Oh certes, il ne serait jamais un véritable guerrier, il n’en avait ni l’étoffe ni la véritable prétention. Mais rien ne l’empêchait de s’exercer un tant soit peu. De renforcer son endurance, de ne plus être le point mort, ou du moins le point faible, physiquement parlant, dans cette cité de l’honneur. C’est ainsi que depuis son arrivée en Delimar il s’adonnait à quelques exercices de ce genre, course d’endurance et mouvements de renforcement musculaire, exercice de coordination aussi, tout cela sous l’oeil attentif d’un maitre d’entrainement qui avait accepté de le prendre en charge. Et qui ne le ménageait en rien. Heureusement, son deuxième tour prit fin, et ce fut un Ilhan au bord de l’asphyxie, plié en deux, mains sur les genoux, qui écoutait les critiques, conseils et avis de son entraineur attitré. Il opina du chef, incapable de parler, et fut autorisé à rentrer chez lui. Sa pause prenait fin, mais il lui restait encore un petit moment avant de reprendre ses fonctions. Autant que faire se pouvait en tout cas, avec sa mémoire plus que lacunaire…

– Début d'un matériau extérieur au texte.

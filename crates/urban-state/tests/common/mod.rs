#![allow(dead_code)]

use async_trait::async_trait;
use std::collections::VecDeque;
use std::sync::Mutex;
use urban_assistant::{AssistantClient, AssistantError, Result};
use urban_types::{ChatApiRequest, ChatApiResponse, HealthResponse, Recommendation};

/// In-memory assistant.
///
/// Replies are taken from a queue; with an empty queue it echoes the prompt.
/// Prompts starting with `hang` never complete.
pub struct FakeAssistant {
    replies: Mutex<VecDeque<Result<ChatApiResponse>>>,
    prompts: Mutex<Vec<String>>,
    healthy: bool,
    clear_fails: bool,
}

impl FakeAssistant {
    pub fn new() -> Self {
        Self {
            replies: Mutex::new(VecDeque::new()),
            prompts: Mutex::new(Vec::new()),
            healthy: true,
            clear_fails: false,
        }
    }

    pub fn offline() -> Self {
        Self {
            healthy: false,
            ..Self::new()
        }
    }

    pub fn failing_clear(mut self) -> Self {
        self.clear_fails = true;
        self
    }

    pub fn reply(self, reply: Result<ChatApiResponse>) -> Self {
        self.replies.lock().unwrap().push_back(reply);
        self
    }

    pub fn prompts(&self) -> Vec<String> {
        self.prompts.lock().unwrap().clone()
    }
}

#[async_trait]
impl AssistantClient for FakeAssistant {
    async fn health(&self) -> Result<HealthResponse> {
        if self.healthy {
            Ok(HealthResponse {
                status: "healthy".into(),
            })
        } else {
            Err(AssistantError::Unreachable("connection refused".into()))
        }
    }

    async fn chat(&self, request: ChatApiRequest) -> Result<ChatApiResponse> {
        self.prompts.lock().unwrap().push(request.message.clone());

        if request.message.starts_with("hang") {
            std::future::pending::<()>().await;
        }

        let queued = self.replies.lock().unwrap().pop_front();
        queued.unwrap_or_else(|| Ok(response(&format!("echo: {}", request.message), vec![])))
    }

    async fn clear_history(&self) -> Result<()> {
        if self.clear_fails {
            Err(AssistantError::Server {
                status: 500,
                body: "boom".into(),
            })
        } else {
            Ok(())
        }
    }
}

pub fn response(text: &str, recommendations: Vec<Recommendation>) -> ChatApiResponse {
    ChatApiResponse {
        response: text.to_string(),
        intent: Some("development_recommendation".into()),
        confidence: Some(0.87),
        recommendations: Some(recommendations),
        timestamp: None,
    }
}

Quelle ne fut sa surprise en rentrant à sa demeure de recevoir une invitation de Kehlvelan Vairë, Cawr, Baptistrel d'Ocean et Gardien du Domaine. Rien que ça. Ce nom lui disait quelque chose, plus même. Il en avait lu des mentions à maintes reprises dans ses écrits. Nombreux écrits : son Livre de Vie, ses carnets, des lettres, des factures de cadeaux qu’il avait faits, notamment à de nombreuses anciennes connaissances, amicales ou simples relations. Cadeaux parfois étonnants, il devait l’avouer (non parce que… en avait-il réellement offert un à Claudius de Havremont, notoriété de Sélénia, Maitre de guerre, ancien pro-Fabius, lui qui pourtant semblait avoir détesté ce fameux Fabius, et pour cause de ce qu’il avait pu lire ? Qu’est-ce qui était passé par la tête de son ancien lui pour offrir un bâton du bourdon à un prix si exorbitant, alors que cet homme voulait certainement lui faire la peau, à lui, le traitre ?…). Bref, il avait trouvé tout un fatras peu à peu au fur et à mesure qu’il résolvait des énigmes laissées par son ancien lui. Et Maitre Kehlvelan avait été nommé à plusieurs reprises, avec souvent une certaine déférence, voire admiration, dans les mots employés. C’était là quelqu’un qui semblait lui avoir été cher. Il ne savait à quel point. Ils avaient eu une relation de maitre à élève, cela était évident, mais… il doutait qu’il y ait eu plus. Même si dans ses écrits transparaissait un certain regret à cet égard. Du peu qu’il avait compris, il avait été au Domaine quand il avait été malade, peu de temps avant de… bref, vous savez quoi. À quoi avait assisté le Cawr exactement ? L’althaïen n’en savait pas plus.

Toutefois, il ressentit un certain émoi, une certaine joie aussi, d’avoir l’honneur de recevoir une telle invitation. Et s’empressa de répondre par l’affirmative, tout en envoyant une missive à la citadelle, exposant son obligation diplomatique à répondre à une invitation urgente et le rendant indisponible pour quelques heures. Il se ferait un devoir de les rattraper le soir même ou le lendemain, bien entendu. Il s’était découvert un côté acharné au travail, restant souvent à son bureau, à dévorer tout écrit passant sous sa main, jusqu'à des heures indues. Une caractéristique qu’il partageait avec son lui d’avant lui avait-on dit. Mais il voulait ardemment rencontrer cet elfe qu’il avait apparemment tant estimé par le passé. Il s’empressa alors de se rafraichir, à gestes presque tremblants, tant il était empressé et troublé. Il ne voulait pas faire attendre l’elfe, pour autant il voulait se présenter à lui avec une mise honorable.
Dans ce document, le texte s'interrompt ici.